1 ... n-GaAs substrate, 2 ... n-AlGaInP first cladding layer, 3 ... undoped AlGaInP first optical guide layer, 4 ... multiple quantum well active layer, 5 ... undoped AlGa
InP second optical guide layer, 6 ... p-AlGaInP second cladding layer, 7 ... Superlattice etching stop layer, 9 ... p-
AlGaInP third clad layer, 10 ... p-GaInP
Buffer layer, 11 ... n-GaAs buried layer, 12 ... p-
GaAs buried layer, 13 ... N-side electrode.

Claims (7)

[Claims] 1. A first conductive type A on a first conductive type GaAs substrate.
lGaInP first clad layer, active layer, second conductivity type Al
It has a GaInP second clad layer, a second conductive type GaInP etching stop layer, and a second conductive type AlGaInP third clad layer, and the active layer is (Al _x1 Ga _{1 -x1} ) _y1 In.
_1-y1 P (0 ≦ x ₁ <0.7, 0 <y ₁ <1) or (Al _x2
Ga _1-x2 ) _y2 In _1-y2 P / (Al _x3 Ga _1-x3 ) _y3 In _1-y3
AlGaInP-based ridge having a P (0 ≦ x ₂ <x ₃ <0.7, 0 <y ₂ , y ₃ <1) multiple quantum well structure and having a ridge portion in the second conductivity type AlGaInP third cladding layer. In the semiconductor laser device of the type, the GaInP etching stop layer has a thickness such that the transition emission energy due to the quantum size effect thereof is sufficiently larger than the forbidden band width of the active layer, and is the same as the second conductivity type AlGaInP second cladding layer.

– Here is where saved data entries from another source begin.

//! Data model for the detection pipeline
use serde::{Deserialize, Serialize};
use sha2::{Digest, Sha256};

// ============================================
// Image references
// ============================================

/// An image submitted to the detection pipeline.
///
/// Either a remote URL the vision service can download, or an inline
/// base64 payload with a declared MIME type. Immutable once submitted.
#[derive(Debug, Clone, PartialEq, Eq, Serialize, Deserialize)]
#[serde(untagged)]
pub enum ImageReference {
    Inline { mime_type: String, data: String },
    Url(String),
}

impl ImageReference {
    /// Parse a raw reference string. `data:<mime>;base64,<payload>` URIs
    /// become inline payloads; anything else is treated as a URL.
    pub fn parse(raw: &str) -> Self {
        if let Some(rest) = raw.strip_prefix("data:") {
            if let Some((header, payload)) = rest.split_once(',') {
                let mime_type = header
                    .split_once(';')
                    .map(|(mime, _)| mime)
                    .unwrap_or(header);
                if !mime_type.is_empty() && !payload.is_empty() {
                    return ImageReference::Inline {
                        mime_type: mime_type.to_string(),
                        data: payload.to_string(),
                    };
                }
            }
        }
        ImageReference::Url(raw.to_string())
    }

    /// Stable string form used for cache fingerprinting.
    pub fn canonical(&self) -> String {
        match self {
            ImageReference::Url(url) => url.clone(),
            ImageReference::Inline { mime_type, data } => {
                format!("data:{mime_type};base64,{data}")
            }
        }
    }

    /// Human-readable reference for logging and metadata. Inline payloads
    /// are identified by position and a truncated checksum rather than by
    /// their full contents.
    pub fn label(&self, index: usize) -> String {
        match self {
            ImageReference::Url(url) => url.clone(),
            ImageReference::Inline { data, .. } => {
                let checksum = hex::encode(Sha256::digest(data.as_bytes()));
                format!("upload://{}/{}", index, &checksum[..12])
            }
        }
    }
}

// ============================================
// Detected items
// ============================================

/// Simplified per-item view for lightweight consumers.
#[derive(Debug, Clone, PartialEq, Serialize, Deserialize)]
pub struct DetectedItem {
    pub name: String,
    pub category: String,
    pub confidence: f64,
}

/// Normalized bounding box (0-1 coordinates).
#[derive(Debug, Clone, PartialEq, Default, Serialize, Deserialize)]
pub struct BoundingBox {
    #[serde(default, skip_serializing_if = "Option::is_none")]
    pub x_min: Option<f64>,
    #[serde(default, skip_serializing_if = "Option::is_none")]
    pub y_min: Option<f64>,
    #[serde(default, skip_serializing_if = "Option::is_none")]
    pub x_max: Option<f64>,
    #[serde(default, skip_serializing_if = "Option::is_none")]
    pub y_max: Option<f64>,
}

impl BoundingBox {
    pub fn is_empty(&self) -> bool {
        self.x_min.is_none() && self.y_min.is_none() && self.x_max.is_none() && self.y_max.is_none()
    }
}

/// Estimated item dimensions in centimeters.
#[derive(Debug, Clone, PartialEq, Default, Serialize, Deserialize)]
pub struct Dimensions {
    #[serde(default, skip_serializing_if = "Option::is_none")]
    pub length: Option<u32>,
    #[serde(default, skip_serializing_if = "Option::is_none")]
    pub width: Option<u32>,
    #[serde(default, skip_serializing_if = "Option::is_none")]
    pub height: Option<u32>,
}

/// Full per-item record produced by the vision client.
///
/// Never mutated after enrichment except to backfill missing defaults
/// (id, image index, confidence, quantity, volume).
#[derive(Debug, Clone, PartialEq, Serialize, Deserialize)]
pub struct EnhancedDetectedItem {
    #[serde(default, skip_serializing_if = "Option::is_none")]
    pub id: Option<String>,
    pub name: String,
    pub category: String,
    #[serde(default, skip_serializing_if = "Option::is_none")]
    pub subcategory: Option<String>,
    #[serde(default = "default_quantity")]
    pub quantity: u32,
    #[serde(default = "default_confidence")]
    pub confidence: f64,
    #[serde(default, skip_serializing_if = "Option::is_none")]
    pub image_index: Option<usize>,

    #[serde(default, skip_serializing_if = "Option::is_none")]
    pub bbox_norm: Option<BoundingBox>,

    #[serde(default, skip_serializing_if = "Option::is_none")]
    pub dims_cm: Option<Dimensions>,
    #[serde(default, skip_serializing_if = "Option::is_none")]
    pub dims_confidence: Option<f64>,
    #[serde(default, skip_serializing_if = "Option::is_none")]
    pub dimensions_basis: Option<String>,
    #[serde(default, skip_serializing_if = "Option::is_none")]
    pub volume_m3: Option<f64>,

    #[serde(default, skip_serializing_if = "Option::is_none")]
    pub weight_kg: Option<f64>,
    #[serde(default, skip_serializing_if = "Option::is_none")]
    pub weight_confidence: Option<f64>,
    #[serde(default, skip_serializing_if = "Option::is_none")]
    pub weight_basis: Option<String>,
    #[serde(default, skip_serializing_if = "Option::is_none")]
    pub weight_model: Option<String>,

    #[serde(default, skip_serializing_if = "Option::is_none")]
    pub fragile: Option<bool>,
    #[serde(default, skip_serializing_if = "Option::is_none")]
    pub two_person_lift: Option<bool>,
    #[serde(default, skip_serializing_if = "Option::is_none")]
    pub stackable: Option<bool>,
    #[serde(default, skip_serializing_if = "Option::is_none")]
    pub disassembly_required: Option<bool>,

    #[serde(default, skip_serializing_if = "Option::is_none")]
    pub occluded_fraction: Option<f64>,
    #[serde(default, skip_serializing_if = "Option::is_none")]
    pub orientation: Option<String>,
    #[serde(default, skip_serializing_if = "Option::is_none")]
    pub color: Option<String>,
    #[serde(default, skip_serializing_if = "Option::is_none")]
    pub material: Option<Vec<String>>,
    #[serde(default, skip_serializing_if = "Option::is_none")]
    pub room_hint: Option<String>,

    #[serde(default, skip_serializing_if = "Option::is_none")]
    pub brand: Option<String>,
    #[serde(default, skip_serializing_if = "Option::is_none")]
    pub model: Option<String>,
    #[serde(default, skip_serializing_if = "Option::is_none")]
    pub notes: Option<String>,
}

fn default_quantity() -> u32 {
    1
}

fn default_confidence() -> f64 {
    0.85
}

impl Default for EnhancedDetectedItem {
    fn default() -> Self {
        Self {
            id: None,
            name: "Unknown Item".to_string(),
            category: "other".to_string(),
            subcategory: None,
            quantity: 1,
            confidence: 0.85,
            image_index: None,
            bbox_norm: None,
            dims_cm: None,
            dims_confidence: None,
            dimensions_basis: None,
            volume_m3: None,
            weight_kg: None,
            weight_confidence: None,
            weight_basis: None,
            weight_model: None,
            fragile: None,
            two_person_lift: None,
            stackable: None,
            disassembly_required: None,
            occluded_fraction: None,
            orientation: None,
            color: None,
            material: None,
            room_hint: None,
            brand: None,
            model: None,
            notes: None,
        }
    }
}

impl EnhancedDetectedItem {
    /// Volume in cubic meters from centimeter dimensions, when all three
    /// are known.
    pub fn volume_from_dims(&self) -> Option<f64> {
        let dims = self.dims_cm.as_ref()?;
        let (l, w, h) = (dims.length?, dims.width?, dims.height?);
        Some((l as f64) * (w as f64) * (h as f64) / 1_000_000.0)
    }

    /// Project down to the simplified item view.
    pub fn to_basic(&self) -> DetectedItem {
        DetectedItem {
            name: self.name.clone(),
            category: self.category.clone(),
            confidence: self.confidence,
        }
    }
}

// ============================================
// Detection results
// ============================================

/// Outcome of one detection attempt.
///
/// Every pipeline path resolves to one of these; failures are expressed
/// through the flags and `failure_reason`, never as errors.
#[derive(Debug, Clone, PartialEq, Serialize, Deserialize)]
pub struct DetectionResult {
    pub items: Vec<DetectedItem>,
    #[serde(default)]
    pub enhanced_items: Vec<EnhancedDetectedItem>,
    pub confidence: f64,
    pub service_used: String,
    #[serde(default)]
    pub fallback_used: bool,
    #[serde(default)]
    pub manual_input_required: bool,
    #[serde(default)]
    pub manual_review_required: bool,
    #[serde(default)]
    pub from_cache: bool,
    #[serde(default, skip_serializing_if = "Option::is_none")]
    pub failure_reason: Option<String>,
    #[serde(default)]
    pub processing_time_ms: u64,
    #[serde(default)]
    pub image_count: usize,
    #[serde(default)]
    pub image_refs: Vec<ImageReference>,
}

impl DetectionResult {
    /// Terminal payload when automated detection cannot help and the
    /// customer must enter items manually.
    pub fn manual_input(refs: &[ImageReference], reason: &str, processing_time_ms: u64) -> Self {
        Self {
            items: Vec::new(),
            enhanced_items: Vec::new(),
            confidence: 0.0,
            service_used: "MANUAL_INPUT_REQUIRED".to_string(),
            fallback_used: true,
            manual_input_required: true,
            manual_review_required: false,
            from_cache: false,
            failure_reason: Some(reason.to_string()),
            processing_time_ms,
            image_count: refs.len(),
            image_refs: refs.to_vec(),
        }
    }
}

// ============================================
// Budget statistics
// ============================================

/// Vision usage statistics and budget tracking.
#[derive(Debug, Clone, PartialEq, Serialize, Deserialize)]
pub struct BudgetStats {
    /// Number of analyzed images in the current hour
    pub hourly_requests: i64,
    /// Number of analyzed images today
    pub daily_requests: i64,
    /// Estimated cost in the current hour (USD)
    pub hourly_cost: f64,
    /// Estimated cost today (USD)
    pub daily_cost: f64,
    /// Hourly request limit
    pub hourly_limit: i64,
    /// Daily request limit
    pub daily_limit: i64,
    /// Daily cost limit (USD)
    pub daily_cost_limit: f64,
}

impl BudgetStats {
    pub fn is_hourly_limit_reached(&self) -> bool {
        self.hourly_requests >= self.hourly_limit
    }

    pub fn is_daily_limit_reached(&self) -> bool {
        self.daily_requests >= self.daily_limit
    }

    pub fn is_daily_cost_limit_reached(&self) -> bool {
        self.daily_cost >= self.daily_cost_limit
    }

    pub fn remaining_hourly_requests(&self) -> i64 {
        (self.hourly_limit - self.hourly_requests).max(0)
    }

    pub fn remaining_daily_requests(&self) -> i64 {
        (self.daily_limit - self.daily_requests).max(0)
    }

    pub fn remaining_daily_budget(&self) -> f64 {
        (self.daily_cost_limit - self.daily_cost).max(0.0)
    }
}

// ============================================
// Taxonomy mapping and line items
// ============================================

/// Category/size identifiers resolved from a detected label.
///
/// A size never appears without a category.
#[derive(Debug, Clone, Copy, PartialEq, Eq, Serialize, Deserialize)]
pub struct CategorySizeMapping {
    pub category_id: Option<i64>,
    pub size_id: Option<i64>,
}

impl CategorySizeMapping {
    pub fn empty() -> Self {
        Self {
            category_id: None,
            size_id: None,
        }
    }

    pub fn is_present(&self) -> bool {
        self.category_id.is_some()
    }
}

/// Persistence-ready booking line item assembled from a detected item.
#[derive(Debug, Clone, PartialEq, Serialize, Deserialize)]
pub struct BookingLineItem {
    pub booking_id: i64,
    #[serde(default, skip_serializing_if = "Option::is_none")]
    pub category_id: Option<i64>,
    #[serde(default, skip_serializing_if = "Option::is_none")]
    pub size_id: Option<i64>,
    pub name: String,
    #[serde(default, skip_serializing_if = "Option::is_none")]
    pub description: Option<String>,
    pub quantity: u32,
    #[serde(default, skip_serializing_if = "Option::is_none")]
    pub height_cm: Option<f64>,
    #[serde(default, skip_serializing_if = "Option::is_none")]
    pub width_cm: Option<f64>,
    #[serde(default, skip_serializing_if = "Option::is_none")]
    pub depth_cm: Option<f64>,
    #[serde(default, skip_serializing_if = "Option::is_none")]
    pub weight_kg: Option<f64>,
    #[serde(default, skip_serializing_if = "Option::is_none")]
    pub is_fragile: Option<bool>,
    #[serde(default, skip_serializing_if = "Option::is_none")]
    pub requires_disassembly: Option<bool>,
    #[serde(default, skip_serializing_if = "Option::is_none")]
    pub ai_metadata: Option<String>,
}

A semiconductor laser device having a superlattice structure in which a plurality of layers are sandwiched between second conductive type barrier layers having substantially the same composition. 2. The second conductivity type Ga according to claim 1.
The InP etching stop layer is the second conductive type AlG.
A plurality of sets of semiconductor laser devices are provided which are sandwiched by a second conductive clad layer having a composition substantially equal to that of the aInP second clad layer and having a film thickness larger than that of the second conductive barrier layer. 3. The method according to claim 1 or 2, wherein a part or all of the second conduction type AlGaInP second cladding layer is
(Al _x4 Ga _1-x4 ) _y4 In _1-y4 P / (Al _x5 Ga _1-x5 ) _y5 In _1-y5
P (0 ≦ x ₄ <x ₅ ≦ 0.7, 0 <y ₄ , y ₅ <1) Conductor laser device having a multiple quantum well structure. 4. The In composition y ₄ of part or all of the quantum well layer of the second conductive type second cladding layer of the second conductive type second cladding layer, wherein the quantum well layer is 0 <y ₄ or less. <
A semiconductor laser device in which 0.5 or 0.5 <y ₄ <1. 5. The In composition y ₅ according to claim 3 or 4, wherein the In composition y ₅ of part or all of the quantum barrier layer of the second conductive type second clad layer, the quantum barrier layer being a portion having the multiple quantum well structure is 0 <. A semiconductor laser device in which y ₅ <0.5 or 0.5 <y ₅ <1. 6. The method according to claim 1, 2, 3, 4 or 5.
A semiconductor laser device in which the plane orientation of the GaAs substrate is tilted in the [011] direction from 2 degrees to 25.3 degrees from the (100) plane. 7. A semiconductor laser device according to claim 1, 2, 3, 4, 5 or 6, wherein a crystal growth temperature is 650 ° C. or higher and 780 ° C. or lower.